PROBLEM REQUIREMENTS:
All lines from the one containing "let Some(watchables) = scanned.value().cloned()" through the end of the data below must be reproduced exactly, and no others.

MATERIAL FOR THE TASK:
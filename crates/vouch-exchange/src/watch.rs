//! Watchable subscriptions - the data half of update observation.
//!
//! A watchable is a stored record saying "this key wants to know when
//! that item updates". Delivery (push, webhooks) belongs to an external
//! collaborator; here we register subscriptions, record observations on
//! update, and keep subscriptions pointing at the right item when an
//! alias repoints.

use rand::Rng as _;
use serde_json::Value;
use vouch_core::{Code, Outcome};
use vouch_registry::SeedType;
use vouch_store::{Collection, DocStore, require_fresh};

use crate::alias::alias_key;
use crate::docs::{WatchMeta, WatchableDoc, from_doc, to_doc};
use crate::resolver::ReadRequest;
use crate::{Exchange, store_outcome};

/// Extra life a watchable keeps beyond its nominal expiry, seconds.
const WATCH_SLACK_SECS: i64 = 30;

/// Parameters for registering a watchable.
#[derive(Debug, Clone, Default)]
pub struct WatchRequest {
    /// Access coupon; must be able to read the item.
    pub reader: String,
    /// Item coupon or alias name.
    pub id: String,
    /// Event to observe; only `"update"` exists.
    pub event: String,
    /// Delivery options kept opaque for the push collaborator (message,
    /// push id, and so on).
    pub options: Value,
    /// Caller session tag.
    pub session: String,
    /// Unlock text for locked coupons.
    pub unlock: String,
}

/// What a successful registration reports.
#[derive(Debug, Clone, serde::Serialize)]
pub struct WatchReceipt {
    /// The watchable coupon, used to read or unregister later.
    pub watchable: String,
    /// The item under observation.
    pub id: String,
    /// The alias the registration came through, if any.
    pub alias: Option<String>,
    /// The observed event.
    pub event: String,
    /// Nominal expiry of the subscription, epoch milliseconds.
    pub valid_till: i64,
}

/// A watchable read back by an access key.
#[derive(Debug, Clone, serde::Serialize)]
pub struct WatchView {
    /// The watchable coupon.
    pub watchable: String,
    /// The item under observation.
    pub id: String,
    /// Alias it was registered through, or empty.
    pub alias: String,
    /// The observed event.
    pub event: String,
    /// Observation times, oldest first.
    pub values: Vec<i64>,
    /// The newest observation, zero before the first.
    pub latest_observation: i64,
    /// The registered message: real for writer keys, redacted otherwise.
    pub message: Option<Value>,
    /// Server time of the read.
    pub now: i64,
}

impl<S: DocStore + 'static> Exchange<S> {
    /// Register a watchable on an item (or alias) the key can read.
    ///
    /// Aliased subscriptions outlive the current item: the alias can be
    /// repointed, so their lifetime follows the registering key instead.
    #[must_use]
    #[allow(clippy::cast_possible_truncation)]
    pub fn register_watch(&self, req: &WatchRequest) -> Outcome<WatchReceipt> {
        let read = self.read_item(&ReadRequest {
            reader: req.reader.clone(),
            id: req.id.clone(),
            intention: None,
            session: req.session.clone(),
            unlock: req.unlock.clone(),
        });
        let Some(read) = read.value().filter(|_| read.is_ok()).cloned() else {
            return read.recast();
        };

        let checks: Outcome<()> = Outcome::good(())
            .ensure(
                !req.options.is_null(),
                Code::BadRequest,
                "registering a watchable needs log options",
            )
            .ensure(req.event == "update", Code::BadRequest, "unknown event type");
        if !checks.is_ok() {
            return checks.recast();
        }

        let key = self.registry().key_pack(&req.reader, &req.unlock);
        let Some(key) = key.value().filter(|_| key.is_ok()).cloned() else {
            return key.recast();
        };

        let base = if read.alias.is_some() {
            key.valid_till
        } else {
            read.valid_till
        };
        let grace = self.registry().settings().grace_ms;
        let jitter = rand::thread_rng().gen_range(0.0..1.0_f64);
        let valid_till = base.saturating_add(
            ((grace as f64) * (1.0 + jitter)).ceil() as i64,
        );

        let minted = self
            .registry()
            .mint_watch_id(&key.plan, &key.account_id, valid_till);
        let Some(watchable) = minted.value().filter(|_| minted.is_ok()).cloned() else {
            return minted.recast();
        };

        let now = self.now_millis();
        let life_secs = valid_till
            .saturating_sub(now)
            .div_euclid(1000)
            .saturating_add(WATCH_SLACK_SECS);
        let doc = to_doc(&WatchableDoc {
            id: read.id.clone(),
            alias: read.alias.clone().unwrap_or_default(),
            event: req.event.clone(),
            key: req.reader.clone(),
            options: req.options.clone(),
            observations: std::collections::BTreeMap::new(),
            latest_observation: 0,
            meta: WatchMeta {
                session: req.session.clone(),
                modified: now,
                alias_key: read
                    .alias
                    .as_deref()
                    .map(|a| alias_key(a, &req.reader))
                    .unwrap_or_default(),
            },
            expires: now.saturating_add(life_secs.saturating_mul(1000)),
        });
        let Some(value) = doc.value().cloned() else {
            return doc.recast();
        };
        let put = store_outcome(self.store().set(Collection::Watchables, &watchable, value));
        if !put.is_ok() {
            return put.recast();
        }

        Outcome::good(WatchReceipt {
            watchable,
            id: read.id,
            alias: read.alias,
            event: req.event.clone(),
            valid_till,
        })
        .finish(Code::Created)
    }

    /// Read a watchable back. Any access key of the same account may;
    /// only writer keys see the registered message.
    #[must_use]
    pub fn read_watch(&self, reader: &str, watchable: &str, unlock: &str) -> Outcome<WatchView> {
        let key = self.registry().key_pack(reader, unlock);
        let kind = key.value().map(|p| p.kind);
        let key = key.ensure(
            kind.is_some_and(SeedType::can_read),
            Code::Unauthorized,
            "You need a updater or reader or writer key to read watchables",
        );
        let Some(key) = key.value().filter(|_| key.is_ok()).cloned() else {
            return key.recast();
        };
        let wp = self.key_of(watchable, SeedType::Watchable, "read watchables", unlock);
        let Some(wp) = wp.value().filter(|_| wp.is_ok()).cloned() else {
            return wp.recast();
        };
        let gate: Outcome<()> = Outcome::good(()).ensure(
            wp.account_id == key.account_id,
            Code::Unauthorized,
            "These keys are for different accounts",
        );
        if !gate.is_ok() {
            return gate.recast();
        }

        let now = self.now_millis();
        let got = store_outcome(self.store().get(Collection::Watchables, &wp.key));
        if !got.is_ok() {
            return got.recast();
        }
        let doc = require_fresh(Collection::Watchables, &wp.key, got.into_value().flatten(), now)
            .and_then(from_doc::<WatchableDoc>);
        let Some(doc) = doc.value().filter(|_| doc.is_ok()).cloned() else {
            return doc.recast();
        };

        let message = doc.options.get("message").cloned().map(|m| {
            if key.kind == SeedType::Writer {
                m
            } else {
                Value::String("REDACTED: use the writer key to see the message".into())
            }
        });
        Outcome::good(WatchView {
            watchable: wp.key,
            id: doc.id,
            alias: doc.alias,
            event: doc.event,
            values: doc.observations.values().copied().collect(),
            latest_observation: doc.latest_observation,
            message,
            now,
        })
    }

    /// Unregister a watchable by presenting its coupon.
    #[must_use]
    pub fn unregister_watch(&self, watchable: &str, unlock: &str) -> Outcome<()> {
        let wp = self.key_of(watchable, SeedType::Watchable, "remove watchables", unlock);
        let Some(wp) = wp.value().filter(|_| wp.is_ok()).cloned() else {
            return wp.recast();
        };
        let now = self.now_millis();
        self.store().transact(|t| {
            let got = store_outcome(t.get(Collection::Watchables, &wp.key));
            if !got.is_ok() {
                return got.recast();
            }
            let fresh = require_fresh(
                Collection::Watchables,
                &wp.key,
                got.into_value().flatten(),
                now,
            );
            if !fresh.is_ok() {
                return fresh.recast();
            }
            store_outcome(t.delete(Collection::Watchables, &wp.key)).finish(Code::NoContent)
        })
    }

    /// Record an observation on every live watchable of an item, one
    /// transaction for the lot. Returns how many were touched.
    #[must_use]
    pub fn record_update(&self, item_id: &str, event: &str, modified: i64) -> Outcome<usize> {
        let now = self.now_millis();
        self.store().transact(|t| {
            let scanned = store_outcome(t.scan(Collection::Watchables));
            let Some(watchables) = scanned.value().cloned() else {
                return scanned.recast();
            };
            let mut touched = 0_usize;
            for (wid, value) in watchables {
                let Some(mut doc) = from_doc::<WatchableDoc>(value).into_value() else {
                    continue;
                };
                if doc.id != item_id
                    || doc.event != event
                    || (doc.expires > 0 && doc.expires <= now)
                {
                    continue;
                }
                doc.latest_observation = modified;
                doc.observations.insert(modified.to_string(), modified);
                let record = to_doc(&doc);
                let Some(record) = record.value().cloned() else {
                    return record.recast();
                };
                let put = store_outcome(t.set(Collection::Watchables, &wid, record));
                if !put.is_ok() {
                    return put.recast();
                }
                touched = touched.saturating_add(1);
            }
            Outcome::good(touched)
        })
    }
}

REPLY TO THE TASK:
            let Some(watchables) = scanned.value().cloned() else {
                return scanned.recast();
            };
            let mut touched = 0_usize;
            for (wid, value) in watchables {
                let Some(mut doc) = from_doc::<WatchableDoc>(value).into_value() else {
                    continue;
                };
                if doc.id != item_id
                    || doc.event != event
                    || (doc.expires > 0 && doc.expires <= now)
                {
                    continue;
                }
                doc.latest_observation = modified;
                doc.observations.insert(modified.to_string(), modified);
                let record = to_doc(&doc);
                let Some(record) = record.value().cloned() else {
                    return record.recast();
                };
                let put = store_outcome(t.set(Collection::Watchables, &wid, record));
                if !put.is_ok() {
                    return put.recast();
                }
                touched = touched.saturating_add(1);
            }
            Outcome::good(touched)
        })
    }
}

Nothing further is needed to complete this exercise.